Though we can trace the history of zines – small, self-published magazines – back to the 1930s, the format really became popular in the 1970s through the punk scene and then was later adopted as a key form of feminist communication in the 1990s. Feminist zines circulated through the Riot Grrrl subculture promoting bands and politics and were circulated through the mail via “distros” or distribution lists and networks. Many young women traded zines or offered them for a small price and their photocopied, handmade appearance became iconic.

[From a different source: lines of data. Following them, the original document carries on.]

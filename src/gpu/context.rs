//! Headless wgpu device setup

use crate::error::{MorphError, Result};
use std::sync::Arc;
use wgpu::{Adapter, Device, Instance, Queue};

/// Instance, adapter, device and queue shared by the simulator and renderer
pub struct GpuContext {
    pub instance: Instance,
    pub adapter: Adapter,
    pub device: Arc<Device>,
    pub queue: Arc<Queue>,
}

impl GpuContext {
    /// Creates a device without a surface, with limits raised to what the
    /// adapter supports
    pub fn headless() -> Result<Self> {
        pollster::block_on(Self::new_headless())
    }

    async fn new_headless() -> Result<Self> {
        let instance = Instance::default();
        let adapter = instance
            .request_adapter(&wgpu::RequestAdapterOptions {
                power_preference: wgpu::PowerPreference::HighPerformance,
                force_fallback_adapter: false,
                compatible_surface: None,
            })
            .await
            .map_err(|e| MorphError::NoAdapter(e.to_string()))?;

        let info = adapter.get_info();
        log::info!(
            "GPU adapter: {} ({:?}, {:?})",
            info.name,
            info.backend,
            info.device_type
        );

        let limits = adapter.limits();
        let (device, queue) = adapter
            .request_device(&wgpu::DeviceDescriptor {
                label: Some("morph device"),
                required_features: wgpu::Features::empty(),
                required_limits: limits.clone(),
                ..Default::default()
            })
            .await
            .map_err(|e| MorphError::RequestDevice(e.to_string()))?;

        Self::log_limits(&limits);

        Ok(Self {
            instance,
            adapter,
            device: Arc::new(device),
            queue: Arc::new(queue),
        })
    }

    fn log_limits(limits: &wgpu::Limits) {
        log::info!("max_buffer_size: {}", limits.max_buffer_size);
        log::info!(
            "max_storage_buffer_binding_size: {}",
            limits.max_storage_buffer_binding_size
        );
        log::info!(
            "max_storage_buffers_per_shader_stage: {}",
            limits.max_storage_buffers_per_shader_stage
        );
        log::info!(
            "max_uniform_buffers_per_shader_stage: {}",
            limits.max_uniform_buffers_per_shader_stage
        );
        log::info!(
            "max_compute_workgroups_per_dimension: {}",
            limits.max_compute_workgroups_per_dimension
        );
    }

    pub fn limits(&self) -> wgpu::Limits {
        self.device.limits()
    }
}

Young people continue to make zines today, though it’s much easier to produce a zine via mass printing than by individually copying and stapling the pages, but what’s remarkable about zine culture is how it’s influenced modern print publications. The highly personal, politicized content of zines is reflected in the modern essay marketplace, as well as in the illustration and graphic styles seen everywhere from Nylon magazine to Buzzfeed. And thanks to the internet, zines are more widely available than ever before; they’re offered as PDFs on sites like Etsy and archived online and even at universities.
Intro To Web Design
Another key player in the rise of young designers is simply growing up in the age of the internet; millennial designers have been building blogs since they were in elementary school and it shows in their web savvy. After all, a blog won’t be successful unless it’s visually attractive and well-branded, and young people have grown up thinking of their creativity as a personal brand. These young designers know what it means to build an online presence, and they’re lending those skills to everything from blogs to famous websites to celebrity projects.

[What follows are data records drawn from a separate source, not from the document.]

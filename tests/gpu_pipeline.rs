//! End-to-end tests on a real device
//!
//! Skipped unless `MORPH_GPU_TESTS=1`; they also skip when no adapter is found.

use glam::UVec2;
use morph::constants::field;
use morph::gpu::{GpuContext, GpuDoubleBuffer, GpuMorphState, MeshRenderer, OffscreenTarget, PointSource};
use morph::nodes::{generate_grid, ZygoteOptions};
use morph::program::{Program, ProgramLoader};
use morph::sim::{HostDoubleBuffer, HostProgram, NodeBuffers, Simulation};
use morph::{reconstruct, MeshColoring, MorphError, NodeStore};
use std::path::Path;

fn gpu_context() -> Option<GpuContext> {
    if std::env::var("MORPH_GPU_TESTS").as_deref() != Ok("1") {
        eprintln!("MORPH_GPU_TESTS not set, skipping");
        return None;
    }
    match GpuContext::headless() {
        Ok(context) => Some(context),
        Err(e) => {
            eprintln!("No GPU available, skipping: {}", e);
            None
        }
    }
}

fn loader() -> ProgramLoader {
    ProgramLoader::new(Path::new(env!("CARGO_MANIFEST_DIR")).join("shaders"))
}

fn seed(samples: u32) -> NodeStore {
    NodeStore::from_nodes(&generate_grid(
        UVec2::splat(samples),
        &ZygoteOptions {
            with_faces: true,
            ..Default::default()
        },
    ))
}

fn gpu_simulation(context: &GpuContext, max_nodes: usize) -> Simulation<GpuMorphState> {
    let buffers =
        GpuDoubleBuffer::allocate(context.device.clone(), context.queue.clone(), max_nodes).unwrap();
    Simulation::new(GpuMorphState::new(buffers))
}

fn assert_close(a: &NodeStore, b: &NodeStore, tolerance: f32) {
    assert_eq!(a.len(), b.len());
    for f in 0..field::COUNT {
        for (i, (x, y)) in a.column(f).iter().zip(b.column(f)).enumerate() {
            let diff = (*x - *y).abs().max_element();
            assert!(diff <= tolerance, "node {} field {}: {} vs {}", i, field::NAMES[f], x, y);
        }
    }
}

#[test]
fn write_then_read_returns_the_same_nodes() {
    let Some(context) = gpu_context() else { return };
    let mut buffers =
        GpuDoubleBuffer::allocate(context.device.clone(), context.queue.clone(), 64).unwrap();
    let store = seed(4);
    for index in 0..2 {
        buffers.write(index, &store).unwrap();
        assert_eq!(buffers.read(index, store.len()).unwrap(), store);
    }
    assert!(matches!(buffers.write(2, &store), Err(MorphError::InvalidBufferIndex(2))));
}

#[test]
fn oversized_allocation_is_rejected() {
    let Some(context) = gpu_context() else { return };
    let limit = context.limits().max_buffer_size;
    let max_nodes = (limit / field::ELEMENT_SIZE) as usize + 1;
    let result = GpuDoubleBuffer::allocate(context.device.clone(), context.queue.clone(), max_nodes);
    assert!(matches!(result, Err(MorphError::BufferLimit { .. })));
}

#[test]
fn identity_preserves_nodes_for_any_iteration_count() {
    let Some(context) = gpu_context() else { return };
    let program = loader().load("identity.wgsl").unwrap();
    let mut simulation = gpu_simulation(&context, 256);
    let store = seed(6);
    simulation.seed(store.clone()).unwrap();

    for num_iters in [0, 1, 2, 5] {
        let result = simulation.run(&program, num_iters).unwrap();
        assert_eq!(result, num_iters % 2);
        assert_eq!(simulation.read_result().unwrap(), store);
    }
}

#[test]
fn growth_matches_host_spring() {
    let Some(context) = gpu_context() else { return };
    let mut program = loader().load("growth.wgsl").unwrap();
    program.user_unif_mut("spring_len").unwrap().set_value(&[0.8]);
    let mut host_program = HostProgram::spring();
    host_program.user_unif_mut("spring_len").unwrap().set_value(&[0.8]);

    let store = seed(8);
    let mut gpu = gpu_simulation(&context, 256);
    let mut host = Simulation::new(HostDoubleBuffer::allocate(256).unwrap());
    gpu.seed(store.clone()).unwrap();
    host.seed(store).unwrap();

    gpu.run(&program, 10).unwrap();
    host.run(&host_program, 10).unwrap();
    assert_close(&gpu.read_result().unwrap(), &host.read_result().unwrap(), 1e-4);
}

#[test]
fn reloaded_program_gets_a_new_pipeline() {
    let Some(context) = gpu_context() else { return };
    let loader = loader();
    let first = loader.load("identity.wgsl").unwrap();
    let second = loader.load("identity.wgsl").unwrap();
    assert_ne!(first.generation, second.generation);

    let mut simulation = gpu_simulation(&context, 64);
    simulation.seed(seed(3)).unwrap();
    simulation.run(&first, 1).unwrap();
    simulation.run(&second, 1).unwrap();
    assert_eq!(simulation.read_result().unwrap(), seed(3));
}

#[test]
fn failed_reload_keeps_the_old_pipeline() {
    let Some(context) = gpu_context() else { return };
    let good = loader().load("identity.wgsl").unwrap();
    let mut state = GpuMorphState::new(
        GpuDoubleBuffer::allocate(context.device.clone(), context.queue.clone(), 64).unwrap(),
    );
    state.prepare(&good).unwrap();

    let mut broken = good.clone();
    broken.generation += 1_000_000;
    broken.source.push_str("\nfn broken() -> f32 { return undefined_name; }\n");
    assert!(state.prepare(&broken).is_err());
    // the earlier revision is still runnable
    state.prepare(&good).unwrap();
}

#[test]
fn renders_the_reconstructed_mesh() {
    let Some(context) = gpu_context() else { return };
    let program = loader().load("identity.wgsl").unwrap();
    let mut simulation = gpu_simulation(&context, 256);
    simulation.seed(seed(5)).unwrap();
    let result = simulation.run(&program, 1).unwrap();
    let output = simulation.read_result().unwrap();
    let mesh = reconstruct(&output, &MeshColoring::default());
    assert_eq!(mesh.triangle_count(), 2 * 4 * 4);

    let mut renderer = MeshRenderer::new(context.device.clone(), context.queue.clone());
    renderer.upload_mesh(&mesh);
    let target = OffscreenTarget::new(&context.device, [128, 64]);
    let points = simulation.target().buffers().field_buffer(result, field::POS).unwrap();
    renderer.render(
        &target,
        Some(PointSource {
            buffer: points,
            count: output.len() as u32,
        }),
    );

    let pixels = target.read_rgba(&context.device, &context.queue).unwrap();
    assert_eq!(pixels.len(), 128 * 64 * 4);
    // the corner only ever sees the clear color
    let clear = &pixels[..4];
    let drawn = pixels.chunks_exact(4).filter(|p| *p != clear).count();
    assert!(drawn > 0);
}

Because young designers have built a legacy online, they also have an advantage over older designers. The common advice that everyone should learn to code? Young designers grew up practicing HTML on their Livejournal pages and sharing code amongst each other, honing that skill. Now, they think in code while older designers have to split their attention between digital design and the technical skills needed to execute it. And that skill advantage matters.
Pushing The Limits
Ultimately, both zine culture and the internet created design environments that encouraged young designers to push the limits of what’s possible and what’s allowed. Sagmeister & Walsh art directed, 33-year old Jessica Walsh began coding at age 11 and today is the recipient of countless design awards and was named to Forbes “30 Under 30 Top Creatives Designing the Future” list. Her photography is marked by the edgy, political nature rooted in zine culture, with DIY styling gone 3D. Similarly, fellow “30 Under 30” alum Jordan Casteel creates paintings that evoke the materiality of marginal, urban lives; you can almost feel the fabrics and other materials depicted in her scenes.
These are the creators setting the tone today. And they’re able to push the limits of a creative world. Watch out.